Dredging and bottom sediment movement destroy SAV by increasing turbidity, directly removing and burying seagrasses, and changing the hydrodynamic regime that increases energy or alters salinity.Not all SAVs are beneficial. Harmful SAVs are usually freshwater species that can bloom in the same way as algae. In a stable environment, freshwater SAVs contribute nutrients to the aquatic environment, provide shelter and food for aquatic creatures, and help slow erosion. However, when excess nutrients exist in a system, these plants can multiply uncontrollably and beyond the ability of the environment to sustain them. This problem can also happen when exotic SAVs are introduced into a system where there are no natural controls on their populations.Beneficial seagrasses should be protected for many reasons. Because of its habitat value and effects on the seafloor, seagrasses contribute to a healthy coastal ecosystem.
The protection of seagrasses supports both recreational and commercial fishermen. A strong recreational fishery can be the basis of a healthy tourist economy in certain coastal areas.
Seagrasses are protected by federal laws that govern wetlands, such as the Clean Water Act Section 404, and the Rivers and Harbors Act, Section 10. A host of state laws also pertain specifically to wetlands, seagrasses, and other SAVs.

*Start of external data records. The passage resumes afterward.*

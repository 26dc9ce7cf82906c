//! Owned raster buffers exchanged between the filter compositor and its callers.

pub(crate) mod buffer;
//! JSON filter documents.

pub(crate) mod document;
use crate::compute::blend::BlendIntrinsic;
use crate::foundation::core::PremulRgba8;
use crate::foundation::error::SvgfxResult;
use crate::surface::buffer::ImageBuffer;

/// An image-processing session bound to one filter execution.
///
/// A context is created at the start of `execute` and dropped at its end. All operands handed to
/// an intrinsic must share dimensions unless stated otherwise; violations are reported as
/// evaluation errors, never panics.
pub trait ComputeContext {
    /// Which backend implements this context.
    fn kind(&self) -> BackendKind;

    /// Source copy: `dst = src`.
    fn copy(&mut self, src: &ImageBuffer, dst: &mut ImageBuffer) -> SvgfxResult<()>;

    /// `dst = op(src, dst)` per pixel.
    fn blend(
        &mut self,
        op: BlendIntrinsic,
        src: &ImageBuffer,
        dst: &mut ImageBuffer,
    ) -> SvgfxResult<()>;

    /// Isotropic gaussian blur of `src` into `dst` with standard deviation `sigma` (pixels).
    fn gaussian_blur(
        &mut self,
        sigma: f32,
        src: &ImageBuffer,
        dst: &mut ImageBuffer,
    ) -> SvgfxResult<()>;

    /// Fill `dst` with one premultiplied pixel.
    fn fill(&mut self, px: PremulRgba8, dst: &mut ImageBuffer) -> SvgfxResult<()>;

    /// Draw `src` source-over onto `dst` with its origin at `(dx, dy)`; pixels landing outside
    /// `dst` are discarded.
    fn draw_offset(
        &mut self,
        src: &ImageBuffer,
        dx: i32,
        dy: i32,
        dst: &mut ImageBuffer,
    ) -> SvgfxResult<()>;
}

/// Available compute backends.
///
/// - `Cpu` is always available.
#[derive(Clone, Copy, Debug, Default, PartialEq, Eq, serde::Serialize, serde::Deserialize)]
#[serde(rename_all = "snake_case")]
pub enum BackendKind {
    /// Portable scalar implementation.
    #[default]
    Cpu,
}

/// Backend selection and limits for filter execution.
#[derive(Clone, Copy, Debug, PartialEq, serde::Serialize, serde::Deserialize)]
pub struct ComputeSettings {
    pub backend: BackendKind,
    /// Largest gaussian kernel radius (pixels) a blur may use.
    pub max_blur_radius: u32,
}

impl Default for ComputeSettings {
    fn default() -> Self {
        Self {
            backend: BackendKind::Cpu,
            max_blur_radius: 256,
        }
    }
}

/// Create a compute context for one execution.
pub fn create_context(settings: &ComputeSettings) -> SvgfxResult<Box<dyn ComputeContext>> {
    match settings.backend {
        BackendKind::Cpu => Ok(Box::new(crate::compute::cpu::CpuContext::new(*settings))),
    }
}
use std::collections::HashMap;

use crate::compute::backend::{ComputeContext, ComputeSettings, create_context};
use crate::compute::blend::BlendIntrinsic;
use crate::filter::input::InputRef;
use crate::filter::operation::Operation;
use crate::foundation::error::{SvgfxError, SvgfxResult};
use crate::surface::buffer::ImageBuffer;

/// Get-or-compute cell for a value derived at most once per execution.
#[derive(Debug)]
pub(crate) struct Memo<T> {
    value: Option<T>,
}

impl<T> Default for Memo<T> {
    fn default() -> Self {
        Self { value: None }
    }
}

impl<T> Memo<T> {
    pub(crate) fn get(&self) -> Option<&T> {
        self.value.as_ref()
    }

    pub(crate) fn get_or_try_init(
        &mut self,
        init: impl FnOnce() -> SvgfxResult<T>,
    ) -> SvgfxResult<&T> {
        if self.value.is_none() {
            self.value = Some(init()?);
        }
        self.value
            .as_ref()
            .ok_or_else(|| SvgfxError::evaluation("derived buffer missing after init"))
    }
}

/// Buffers derived from the execution's inputs.
struct DerivedBuffers {
    source: ImageBuffer,
    background: ImageBuffer,
    /// Transparent stand-in for inputs that carry no pixels.
    empty: ImageBuffer,
    pure_alpha: Memo<ImageBuffer>,
    source_alpha: Memo<ImageBuffer>,
    background_alpha: Memo<ImageBuffer>,
}

/// Alpha-only copy of `color`: the opaque-black template with `color` applied destination-in.
fn alpha_of(
    ctx: &mut dyn ComputeContext,
    pure_alpha: &mut Memo<ImageBuffer>,
    color: &ImageBuffer,
) -> SvgfxResult<ImageBuffer> {
    let template = pure_alpha.get_or_try_init(|| {
        let mut t = color.transparent_like();
        ctx.fill([0, 0, 0, 255], &mut t)?;
        Ok(t)
    })?;
    let mut out = color.transparent_like();
    ctx.copy(template, &mut out)?;
    ctx.blend(BlendIntrinsic::DstIn, color, &mut out)?;
    Ok(out)
}

impl DerivedBuffers {
    /// Compute the lazily-derived buffer behind `r`, if any.
    fn prepare(&mut self, ctx: &mut dyn ComputeContext, r: InputRef) -> SvgfxResult<()> {
        match r {
            InputRef::SourceAlpha => {
                let Self {
                    source,
                    pure_alpha,
                    source_alpha,
                    ..
                } = self;
                source_alpha.get_or_try_init(|| alpha_of(ctx, pure_alpha, source))?;
            }
            InputRef::BackgroundAlpha => {
                let Self {
                    background,
                    pure_alpha,
                    background_alpha,
                    ..
                } = self;
                background_alpha.get_or_try_init(|| alpha_of(ctx, pure_alpha, background))?;
            }
            _ => {}
        }
        Ok(())
    }
}

/// Per-node execution state.
enum NodeState {
    Unexecuted,
    Executed(ImageBuffer),
    /// Execution failed; later references see no contribution.
    Failed,
}

/// One `execute` call: inputs, derived buffers and node outputs. Dropped as a whole at the end.
struct Execution {
    derived: DerivedBuffers,
    nodes: Vec<NodeState>,
}

impl Execution {
    /// Buffer behind `r`; `None` for reserved slots and unavailable node outputs.
    fn lookup(&self, r: InputRef) -> Option<&ImageBuffer> {
        match r {
            InputRef::Source => Some(&self.derived.source),
            InputRef::Background => Some(&self.derived.background),
            InputRef::SourceAlpha => self.derived.source_alpha.get(),
            InputRef::BackgroundAlpha => self.derived.background_alpha.get(),
            InputRef::FillPaint | InputRef::StrokePaint | InputRef::Unknown(_) => None,
            InputRef::Node(i) => match self.nodes.get(i) {
                Some(NodeState::Executed(buf)) => Some(buf),
                _ => None,
            },
        }
    }

    fn resolve(&self, r: Option<InputRef>, at: usize) -> &ImageBuffer {
        let Some(r) = r else {
            return &self.derived.empty;
        };
        match self.lookup(r) {
            Some(buf) => buf,
            None => {
                if r.is_reserved() {
                    tracing::debug!(node = at, input = %r, "reserved input contributes nothing");
                } else {
                    tracing::warn!(node = at, input = %r, "input unavailable; using transparent");
                }
                &self.derived.empty
            }
        }
    }
}

/// An ordered list of filter primitives executed against a background/source pair.
///
/// Deserialization re-pushes every operation so stored stacks get the same normalization as
/// built ones.
#[derive(Clone, Debug, Default, PartialEq, serde::Serialize, serde::Deserialize)]
#[serde(from = "RawFilterStack")]
pub struct FilterStack {
    operations: Vec<Operation>,
    /// `result` name to node index.
    #[serde(default)]
    results: HashMap<String, usize>,
}

#[derive(serde::Deserialize)]
struct RawFilterStack {
    operations: Vec<Operation>,
    #[serde(default)]
    results: HashMap<String, usize>,
}

impl From<RawFilterStack> for FilterStack {
    fn from(raw: RawFilterStack) -> Self {
        let mut stack = FilterStack::new();
        for op in raw.operations {
            stack.push(op);
        }
        stack.results = raw.results;
        stack
    }
}

impl FilterStack {
    pub fn new() -> Self {
        Self::default()
    }

    /// Append a primitive (after definition-time normalization); returns its index.
    pub fn push(&mut self, op: Operation) -> usize {
        self.operations.push(op.normalized());
        self.operations.len() - 1
    }

    /// Record `name` as the `result` of node `index`. Later names shadow earlier ones.
    pub fn name_result(&mut self, name: impl Into<String>, index: usize) {
        self.results.insert(name.into(), index);
    }

    pub fn result_index(&self, name: &str) -> Option<usize> {
        self.results.get(name).copied()
    }

    pub fn operations(&self) -> &[Operation] {
        &self.operations
    }

    pub fn len(&self) -> usize {
        self.operations.len()
    }

    pub fn is_empty(&self) -> bool {
        self.operations.is_empty()
    }

    /// Execute with a freshly created compute context.
    ///
    /// Never fails: problems degrade to transparent output for the affected node (or the whole
    /// result when no context can be created) and are logged.
    #[tracing::instrument(skip_all, fields(nodes = self.operations.len()))]
    pub fn execute(
        &self,
        settings: &ComputeSettings,
        background: &ImageBuffer,
        source: &ImageBuffer,
    ) -> ImageBuffer {
        match create_context(settings) {
            Ok(mut ctx) => self.execute_in(ctx.as_mut(), background, source),
            Err(err) => {
                tracing::warn!(error = %err, "compute context unavailable; returning transparent");
                source.transparent_like()
            }
        }
    }

    /// Execute on a caller-provided context.
    pub fn execute_in(
        &self,
        ctx: &mut dyn ComputeContext,
        background: &ImageBuffer,
        source: &ImageBuffer,
    ) -> ImageBuffer {
        let (width, height) = source.dimensions();
        let mut result = source.transparent_like();

        if !background.same_size(source) {
            tracing::debug!(
                background = ?background.dimensions(),
                source = ?(width, height),
                "background fitted to source size"
            );
        }
        let background = match background.fit_to(width, height) {
            Ok(bg) => bg,
            Err(err) => {
                tracing::warn!(error = %err, "background could not be fitted; using transparent");
                source.transparent_like()
            }
        };

        let mut exec = Execution {
            derived: DerivedBuffers {
                source: source.clone(),
                background,
                empty: source.transparent_like(),
                pure_alpha: Memo::default(),
                source_alpha: Memo::default(),
                background_alpha: Memo::default(),
            },
            nodes: Vec::with_capacity(self.operations.len()),
        };

        for (at, op) in self.operations.iter().enumerate() {
            exec.nodes.push(NodeState::Unexecuted);
            let state = match run_node(ctx, &mut exec, at, op) {
                Ok(buf) => NodeState::Executed(buf),
                Err(err) => {
                    tracing::warn!(node = at, primitive = op.name(), error = %err, "node failed");
                    NodeState::Failed
                }
            };
            exec.nodes[at] = state;
        }

        if let Some(NodeState::Executed(last)) = exec.nodes.last()
            && let Err(err) = ctx.copy(last, &mut result)
        {
            tracing::warn!(error = %err, "final copy failed; returning transparent");
            return source.transparent_like();
        }
        result
    }
}

fn run_node(
    ctx: &mut dyn ComputeContext,
    exec: &mut Execution,
    at: usize,
    op: &Operation,
) -> SvgfxResult<ImageBuffer> {
    let (in1, in2) = op.inputs();
    for r in [in1, in2].into_iter().flatten() {
        exec.derived.prepare(ctx, r)?;
    }
    let a = exec.resolve(in1, at);
    let b = exec.resolve(in2, at);
    op.run(ctx, a, b)
}

#[cfg(test)]
#[path = "../../tests/unit/filter/stack.rs"]
mod tests;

Coastal erosion of beaches and tidal estuaries is a major problem facing many communities. Because the leaves of seagrasses baffle waves and wakes, it helps to stabilize these shoreline areas thereby ensuring property values and helping to maintain a healthy ecosystem.Because seagrasses have so many positive values for the coastal environment, natural resource agencies usually are involved in conserving seagrass habitat. In many cases, conservation efforts include the mapping and monitoring of SAV.
Because it is usually located in shallow water with sufficent light penetration, SAV can be detected in remotely sensed imagery. A common remote sensing technology that has proven useful for mapping seagrass is aerial photography. This produces data at high resolution and can assist normal permitting processes.
Despite the utility of aerial imagery, environmental conditions such as tidal stage, sea state, clouds, haze, and water clarity strongly affect what can be detected from aerial platforms.
In areas where remote sensing is not feasible or is unsuccessful, underwater videography can fill in the gaps or be used to interpolate a map. This technology has the advantage of producing a permanent observational record that can be reviewed later for further analysis or for change analysis. Video systems range in complexity from simple handheld cameras to large fixed-mount systems that require dedicated vessels for deployment.This slide illustrates the many ways that concerned citizens can help protect and conserve seagrasses. All of these practices will benefit SAV and indirectly benefit us as residents of the coastal environment.
By practicing these recommendations, we help to ensure stable shorelines and waterways, healthy commercial fish stocks, a vibrant tourist economy, enhanced waterfront property values, and a diverse natural environment.